I cannot help being reminded of her when I read the CV of the woman nominated by President Donald Trump to be the new head of the CIA, Gina Haspel. She is a career officer who ran a CIA “black site” in Thailand. She implemented the torture policies of president George W. Bush. She also, according to The Economist, transmitted her boss’s orders to destroy video evidence of brutal interrogations.

She ignored the UN Convention Against Torture, which the conservative president, Ronald Reagan, had successfully fought to be ratified. James Comey, the FBI director, another Republican, who was fired by Trump, wrote in his recent memoirs:

“I could not get away from the mental pictures of naked men chained to the ceiling in a cold, blazingly lit, cell for endless days.”

When the allies captured high-ranking members of the Nazi government and German generals, they wanted all the information they could get. They got most of it but they never used torture. What Bush, with the connivance of Haspel and her like, did would never have been allowed, yet the stakes then were much higher.

Immediately on attaining office, president Barack Obama banned torture. In sharp contrast during his campaign, Trump said he favoured bringing it back and a “hell of a lot worse than waterboarding”. Contradicting him, his secretary of defence, General James Mattis, says he does not believe in torture. He argues that he could extract from a prisoner the information needed with two chairs, a packet of cigarettes and a couple of bottles of beer.

The Mattis line follows the arguments of the 2014 report of the US Senate that examined, among others, the torture of the 9/11 mastermind, Khalid Sheikh. He was waterboarded, which gives the sensation of drowning, 183 times. The report concluded that the information extracted from him could have been learnt without torture.

Primitive man, like other animals, followed his instincts and killed his enemy as swiftly as the job could be done. Archaeologists, examining skeletons, have found no evidence of torture.

For several hundred thousand years, torture did not exist. Only in the last few thousand has it become a weapon of state.

Rome tortured the early Christians. The Christian church repelled by this Roman practice, for a thousand years used its great strength to abolish torture. Until the time of Pope Innocent IV in the thirteenth century, it was practically unknown in the Western world.

The Inquisition brought it back. Heretics were forced to undergo a very systematic use of torture, while a magistrate sat close by logging carefully the instruments used.

In the 17th century, torture began to die out. In 1640, it was abolished in England by law. After the 1789 Revolution, France made the use of torture a capital offence. Most German states and Russia abolished it in the nineteenth century. Moreover, the European imperial powers did much to dampen its use in the many parts of the world where they had their empires.

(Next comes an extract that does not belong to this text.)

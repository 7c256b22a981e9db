// Reusable UI components

pub mod status_bar;
pub mod title_bar;
pub mod toast;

During the twentieth century, torture returned with a vengeance. It reached such a scale that it dwarfed even the darkest Middle Ages. It was Mussolini’s fascists that were the first government to make torture an official policy. The blackshirts invented their own particular brand of torture; pumping a prisoner full of castor oil “to purge him of the will to exist”.

The German Nazis not only developed the concentration camps for mass extermination of the Jews, gypsies and homosexuals, they regularly used torture. Spain, under Franco, used torture until the 1970s. As late as 1981, Spanish police were found to have used torture against Basque nationalists.

In the United Kingdom during the civil war in Northern Ireland, torture was used in the 1960s and early 1970s mainly against the IRA. Hooding, loud, high-pitched noise, sleep and food deprivation were the main tools. It was uncovered by Irish newspapers and triggered a great row in Britain. Eventually it was banned.

In 1972, Amnesty International launched a campaign, supported by the Scandinavian countries and Holland, to abolish torture. But it took until 1984 to win a UN legally binding treaty. Bush and Trump have ignored it. So did the British government of Tony Blair.

With people like Gina Haspel in charge of the CIA, we can assume the worst. The Senate must not confirm her in office.